Your task: Go to the line in the entries below that holds "in a signature blob" and repeat exactly from there through the line that holds "pub const OBJECT: u8 = 0x1c;", inclusive.

:: The data

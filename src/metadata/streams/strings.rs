use std::ffi::CStr;

use crate::Result;

/// View over the `#Strings` heap: null-terminated UTF-8 identifiers addressed by byte offset.
pub struct Strings<'a> {
    data: &'a [u8],
}

impl<'a> Strings<'a> {
    /// Wrap the raw heap bytes.
    ///
    /// # Errors
    /// Returns [`crate::Error::Malformed`] if the heap does not start with the mandatory empty
    /// string.
    pub fn from(data: &'a [u8]) -> Result<Strings<'a>> {
        if data.is_empty() || data[0] != 0 {
            return Err(malformed_error!("Provided #Strings heap is empty"));
        }

        Ok(Strings { data })
    }

    /// Get the string starting at `index`.
    ///
    /// # Errors
    /// Returns [`crate::Error::OutOfBounds`] if `index` is past the heap, or
    /// [`crate::Error::Malformed`] if the string is unterminated or not UTF-8.
    pub fn get(&self, index: usize) -> Result<&'a str> {
        if index >= self.data.len() {
            return Err(out_of_bounds_error!());
        }

        match CStr::from_bytes_until_nul(&self.data[index..]) {
            Ok(result) => match result.to_str() {
                Ok(result) => Ok(result),
                Err(_) => Err(malformed_error!("Invalid string at index - {}", index)),
            },
            Err(_) => Err(malformed_error!("Invalid string at index - {}", index)),
        }
    }
}
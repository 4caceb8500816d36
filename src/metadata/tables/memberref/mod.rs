//! `MemberRef` table (0x0A): references to fields and methods of other types.

mod reader;

use crate::metadata::{tables::CodedIndex, token::Token};

/// A raw `MemberRef` row.
#[derive(Clone, Debug)]
pub struct MemberRefRaw {
    /// 1-based row id
    pub rid: u32,
    /// Metadata token of this row
    pub token: Token,
    /// Byte offset of this row within the table
    pub offset: usize,
    /// Owner of the referenced member (`MemberRefParent`)
    pub class: CodedIndex,
    /// `#Strings` index of the name
    pub name: u32,
    /// `#Blob` index of the member signature
    pub signature: u32,
}
//! Decoded signature structures (ECMA-335 II.23.2).

use crate::metadata::token::Token;

#[allow(non_snake_case, dead_code, missing_docs)]
/// Bytes that introduce each element type in a signature blob
pub mod ELEMENT_TYPE {
    // Marks end of a list
    pub const END: u8 = 0x00;
    pub const VOID: u8 = 0x01;
    pub const BOOLEAN: u8 = 0x02;
    pub const CHAR: u8 = 0x03;
    pub const I1: u8 = 0x04;
    pub const U1: u8 = 0x05;
    pub const I2: u8 = 0x06;
    pub const U2: u8 = 0x07;
    pub const I4: u8 = 0x08;
    pub const U4: u8 = 0x09;
    pub const I8: u8 = 0x0a;
    pub const U8: u8 = 0x0b;
    pub const R4: u8 = 0x0c;
    pub const R8: u8 = 0x0d;
    pub const STRING: u8 = 0x0e;
    // Followed by type
    pub const PTR: u8 = 0x0f;
    // Followed by type
    pub const BYREF: u8 = 0x10;
    // Followed by TypeDef or TypeRef token
    pub const VALUETYPE: u8 = 0x11;
    // Followed by TypeDef or TypeRef token
    pub const CLASS: u8 = 0x12;
    // Generic parameter of the enclosing type, by number
    pub const VAR: u8 = 0x13;
    // type rank boundsCount bound1 … loCount lo1 …
    pub const ARRAY: u8 = 0x14;
    // Followed by type type-arg-count type-1 ... type-n
    pub const GENERICINST: u8 = 0x15;
    pub const TYPEDBYREF: u8 = 0x16;
    // System.IntPtr
    pub const I: u8 = 0x18;
    // System.UIntPtr
    pub const U: u8 = 0x19;
    // Followed by full method signature
    pub const FNPTR: u8 = 0x1b;
    // System.Object
    pub const OBJECT: u8 = 0x1c;
    // Single-dim array with 0 lower bound
    pub const SZARRAY: u8 = 0x1d;
    // Generic parameter of the enclosing method, by number
    pub const MVAR: u8 = 0x1e;
    // Required modifier : followed by a TypeDef or TypeRef token
    pub const CMOD_REQD: u8 = 0x1f;
    // Optional modifier : followed by a TypeDef or TypeRef token
    pub const CMOD_OPT: u8 = 0x20;
    // Implemented within the CLI
    pub const INTERNAL: u8 = 0x21;
    // Or'd with following element types
    pub const MODIFIER: u8 = 0x40;
    // Sentinel for vararg method signature
    pub const SENTINEL: u8 = 0x41;
    // Denotes a local variable that points at a pinned object
    pub const PINNED: u8 = 0x45;
}

/// A type as it appears inside a signature blob.
#[derive(Debug, Clone, PartialEq, Default)]
pub enum TypeSignature {
    /// Placeholder before anything was decoded
    #[default]
    Unknown,
    /// `void`
    Void,
    /// `System.Boolean`
    Boolean,
    /// `System.Char`
    Char,
    /// `System.SByte`
    I1,
    /// `System.Byte`
    U1,
    /// `System.Int16`
    I2,
    /// `System.UInt16`
    U2,
    /// `System.Int32`
    I4,
    /// `System.UInt32`
    U4,
    /// `System.Int64`
    I8,
    /// `System.UInt64`
    U8,
    /// `System.Single`
    R4,
    /// `System.Double`
    R8,
    /// `System.String`
    String,
    /// Unmanaged pointer to the inner type
    Ptr(Box<TypeSignature>),
    /// Managed reference to the inner type
    ByRef(Box<TypeSignature>),
    /// Value type referenced by a `TypeDefOrRef` token
    ValueType(Token),
    /// Reference type referenced by a `TypeDefOrRef` token
    Class(Token),
    /// Generic parameter of the declaring type (`!n`)
    GenericParamType(u32),
    /// General array with an explicit rank
    Array(SignatureArray),
    /// Instantiation of a generic type with arguments
    GenericInst(Box<TypeSignature>, Vec<TypeSignature>),
    /// `System.TypedReference`
    TypedByRef,
    /// `System.IntPtr`
    I,
    /// `System.UIntPtr`
    U,
    /// Function pointer
    FnPtr(Box<SignatureMethod>),
    /// `System.Object`
    Object,
    /// Single-dimensional, zero-based array
    SzArray(Box<TypeSignature>),
    /// Generic parameter of the declaring method (`!!n`)
    GenericParamMethod(u32),
    /// Pinned local
    Pinned(Box<TypeSignature>),
}

/// A multi-dimensional array (`ELEMENT_TYPE_ARRAY`).
#[derive(Debug, Clone, PartialEq)]
pub struct SignatureArray {
    /// Element type
    pub base: Box<TypeSignature>,
    /// Number of dimensions
    pub rank: u32,
}

/// A parameter or return type slot.
#[derive(Debug, Clone, PartialEq, Default)]
pub struct SignatureParameter {
    /// Custom modifier tokens preceding the type
    pub modifiers: Vec<Token>,
    /// Passed by reference
    pub by_ref: bool,
    /// The parameter type
    pub base: TypeSignature,
}

/// A `MethodDefSig` or `MethodRefSig` (II.23.2.1, II.23.2.2).
#[derive(Debug, Clone, PartialEq, Default)]
pub struct SignatureMethod {
    /// Instance method
    pub has_this: bool,
    /// `this` is passed explicitly as the first parameter
    pub explicit_this: bool,
    /// Uses the vararg calling convention
    pub vararg: bool,
    /// Number of generic parameters, 0 if not generic
    pub param_count_generic: u32,
    /// The return type
    pub return_type: SignatureParameter,
    /// Fixed parameters
    pub params: Vec<SignatureParameter>,
    /// Parameters after the vararg sentinel
    pub varargs: Vec<SignatureParameter>,
}

/// A `FieldSig` (II.23.2.4).
#[derive(Debug, Clone, PartialEq, Default)]
pub struct SignatureField {
    /// Custom modifier tokens preceding the type
    pub modifiers: Vec<Token>,
    /// The field type
    pub base: TypeSignature,
}

/// A `PropertySig` (II.23.2.5).
#[derive(Debug, Clone, PartialEq, Default)]
pub struct SignatureProperty {
    /// Instance property
    pub has_this: bool,
    /// Custom modifier tokens preceding the type
    pub modifiers: Vec<Token>,
    /// The property type
    pub base: TypeSignature,
    /// Indexer parameters
    pub params: Vec<SignatureParameter>,
}

/// A `TypeSpec` blob (II.23.2.14).
#[derive(Debug, Clone, PartialEq, Default)]
pub struct SignatureTypeSpec {
    /// The constructed type
    pub base: TypeSignature,
}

::::

Answer below:
/// Bytes that introduce each element type in a signature blob
pub mod ELEMENT_TYPE {
    // Marks end of a list
    pub const END: u8 = 0x00;
    pub const VOID: u8 = 0x01;
    pub const BOOLEAN: u8 = 0x02;
    pub const CHAR: u8 = 0x03;
    pub const I1: u8 = 0x04;
    pub const U1: u8 = 0x05;
    pub const I2: u8 = 0x06;
    pub const U2: u8 = 0x07;
    pub const I4: u8 = 0x08;
    pub const U4: u8 = 0x09;
    pub const I8: u8 = 0x0a;
    pub const U8: u8 = 0x0b;
    pub const R4: u8 = 0x0c;
    pub const R8: u8 = 0x0d;
    pub const STRING: u8 = 0x0e;
    // Followed by type
    pub const PTR: u8 = 0x0f;
    // Followed by type
    pub const BYREF: u8 = 0x10;
    // Followed by TypeDef or TypeRef token
    pub const VALUETYPE: u8 = 0x11;
    // Followed by TypeDef or TypeRef token
    pub const CLASS: u8 = 0x12;
    // Generic parameter of the enclosing type, by number
    pub const VAR: u8 = 0x13;
    // type rank boundsCount bound1 … loCount lo1 …
    pub const ARRAY: u8 = 0x14;
    // Followed by type type-arg-count type-1 ... type-n
    pub const GENERICINST: u8 = 0x15;
    pub const TYPEDBYREF: u8 = 0x16;
    // System.IntPtr
    pub const I: u8 = 0x18;
    // System.UIntPtr
    pub const U: u8 = 0x19;
    // Followed by full method signature
    pub const FNPTR: u8 = 0x1b;
    // System.Object
    pub const OBJECT: u8 = 0x1c;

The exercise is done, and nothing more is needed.